__DATASET RECORDS__:
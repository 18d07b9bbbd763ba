mod errors;

pub use errors::{AppError, AppErrorPayload, AppResult, ErrorContextItem, ResultExt};
pub mod cache;
pub mod debounce;
pub mod shutdown;

pub use cache::LruCache;
pub use debounce::Debouncer;
pub use shutdown::join_with_timeout;
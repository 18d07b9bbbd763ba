pub mod events;
pub mod models;

pub use arsenal_protocol::{AppError, AppErrorPayload, AppResult, ErrorContextItem, ResultExt};
use std::thread::JoinHandle;
use std::time::{Duration, Instant};

const POLL_STEP: Duration = Duration::from_millis(10);

/// Joins a worker thread within `timeout`. A thread that does not stop in
/// time is abandoned and logged, never force-killed; callers only do this
/// when process teardown follows immediately.
pub fn join_with_timeout(handle: JoinHandle<()>, label: &str, timeout: Duration) -> bool {
    let deadline = Instant::now() + timeout;
    while !handle.is_finished() {
        if Instant::now() >= deadline {
            tracing::warn!(event = "worker_thread_abandoned", label);
            return false;
        }
        std::thread::sleep(POLL_STEP);
    }

    if handle.join().is_err() {
        tracing::error!(event = "worker_thread_panicked", label);
    }
    true
}
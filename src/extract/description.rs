use super::{all_texts, first_valid};
use scraper::Html;

/// Stored descriptions never exceed this many characters.
pub const MAX_DESCRIPTION_CHARS: usize = 500;

const ELLIPSIS: &str = "...";
const KEPT_CHARS: usize = MAX_DESCRIPTION_CHARS - 3;

/// Site description blocks, most specific first
const DESCRIPTION_SELECTORS: &[&str] = &[
    ".detail-cont .detail-text",
    ".cont-wrap .text-area",
    ".view-cont .summary",
    "div.cont-area .desc",
];

/// Paragraph scan inside the main content region when the chain fails
const PARAGRAPH_SELECTORS: &[&str] = &["#content p", "main p", ".container p"];

const MIN_CHAIN_CHARS: usize = 50;
const MIN_PARAGRAPH_CHARS: usize = 100;

/// Pull a description out of a rendered detail page.
///
/// Chain candidates must be longer than 50 characters; the paragraph scan
/// accepts the first paragraph longer than 100. When nothing matches, the
/// caller-supplied default (usually the listing's short description) is
/// returned unchanged.
pub fn extract_description(doc: &Html, default_description: &str) -> String {
    if let Some(text) = first_valid(doc, DESCRIPTION_SELECTORS, |t| {
        t.chars().count() > MIN_CHAIN_CHARS
    }) {
        return truncate_description(&text);
    }

    for selector in PARAGRAPH_SELECTORS {
        for text in all_texts(doc, selector) {
            if text.chars().count() > MIN_PARAGRAPH_CHARS {
                return truncate_description(&text);
            }
        }
    }

    default_description.to_string()
}

/// Cap a description at 500 characters, keeping 497 plus the ellipsis
/// marker. Texts already within the cap come back unchanged, so applying
/// this twice is a no-op.
pub fn truncate_description(text: &str) -> String {
    if text.chars().count() <= MAX_DESCRIPTION_CHARS {
        return text.to_string();
    }
    let mut truncated: String = text.chars().take(KEPT_CHARS).collect();
    truncated.push_str(ELLIPSIS);
    truncated
}

#[cfg(test)]
mod tests {
    use super::*;

    #[test]
    fn test_truncate_long_description() {
        let long = "가".repeat(520);
        let truncated = truncate_description(&long);
        assert_eq!(truncated.chars().count(), 500);
        assert!(truncated.ends_with("..."));
    }

    #[test]
    fn test_truncate_is_idempotent() {
        let long = "x".repeat(1000);
        let once = truncate_description(&long);
        let twice = truncate_description(&once);
        assert_eq!(once, twice);
    }

    #[test]
    fn test_short_description_unchanged() {
        let short = "경복궁은 조선 왕조의 법궁이다.";
        assert_eq!(truncate_description(short), short);
    }
}
use std::time::Duration;

/// Fixed desktop user agent for all sessions.
const DESKTOP_USER_AGENT: &str =
    "Mozilla/5.0 (Windows NT 10.0; Win64; x64) AppleWebKit/537.36 (KHTML, like Gecko) Chrome/121.0.0.0 Safari/537.36";

/// Configuration for browser sessions
#[derive(Debug, Clone)]
pub struct BrowserConfig {
    /// Run browser in headless mode
    pub headless: bool,

    /// Browser window size
    pub window_size: (u32, u32),

    /// User agent applied to the browsing context
    pub user_agent: String,

    /// Bound on browser launch / idle lifetime in seconds
    pub launch_timeout_secs: u64,

    /// Artificial delay after each browser operation, in milliseconds.
    /// Gives dynamic pages a chance to settle before the next step.
    pub slowdown_millis: u64,

    /// Disable image loading for performance
    pub disable_images: bool,

    /// Additional Chrome flags
    pub chrome_flags: Vec<String>,
}

impl Default for BrowserConfig {
    fn default() -> Self {
        Self {
            headless: true,
            window_size: (1920, 1080),
            user_agent: DESKTOP_USER_AGENT.to_string(),
            launch_timeout_secs: 300,
            slowdown_millis: 100,
            disable_images: true,
            chrome_flags: vec![],
        }
    }
}

impl BrowserConfig {
    /// Create a configuration for debugging (non-headless, visible browser,
    /// no artificial slowdown)
    pub fn debug_mode() -> Self {
        let mut config = Self::default();
        config.headless = false;
        config.disable_images = false;
        config.slowdown_millis = 0;
        config
    }

    /// Get launch timeout as Duration
    pub fn launch_timeout(&self) -> Duration {
        Duration::from_secs(self.launch_timeout_secs)
    }

    /// Get per-operation slowdown as Duration
    pub fn slowdown(&self) -> Duration {
        Duration::from_millis(self.slowdown_millis)
    }
}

__EXERCISE INSTRUCTIONS__:
Both the line containing "use std::time::Duration;" and the line containing "pub fn launch_timeout(&self)" belong in the answer. Print them and every line above that falls between them exactly, and no others.

__ANSWER SECTION__:
use std::time::Duration;

/// Fixed desktop user agent for all sessions.
const DESKTOP_USER_AGENT: &str =
    "Mozilla/5.0 (Windows NT 10.0; Win64; x64) AppleWebKit/537.36 (KHTML, like Gecko) Chrome/121.0.0.0 Safari/537.36";

/// Configuration for browser sessions
#[derive(Debug, Clone)]
pub struct BrowserConfig {
    /// Run browser in headless mode
    pub headless: bool,

    /// Browser window size
    pub window_size: (u32, u32),

    /// User agent applied to the browsing context
    pub user_agent: String,

    /// Bound on browser launch / idle lifetime in seconds
    pub launch_timeout_secs: u64,

    /// Artificial delay after each browser operation, in milliseconds.
    /// Gives dynamic pages a chance to settle before the next step.
    pub slowdown_millis: u64,

    /// Disable image loading for performance
    pub disable_images: bool,

    /// Additional Chrome flags
    pub chrome_flags: Vec<String>,
}

impl Default for BrowserConfig {
    fn default() -> Self {
        Self {
            headless: true,
            window_size: (1920, 1080),
            user_agent: DESKTOP_USER_AGENT.to_string(),
            launch_timeout_secs: 300,
            slowdown_millis: 100,
            disable_images: true,
            chrome_flags: vec![],
        }
    }
}

impl BrowserConfig {
    /// Create a configuration for debugging (non-headless, visible browser,
    /// no artificial slowdown)
    pub fn debug_mode() -> Self {
        let mut config = Self::default();
        config.headless = false;
        config.disable_images = false;
        config.slowdown_millis = 0;
        config
    }

    /// Get launch timeout as Duration
    pub fn launch_timeout(&self) -> Duration {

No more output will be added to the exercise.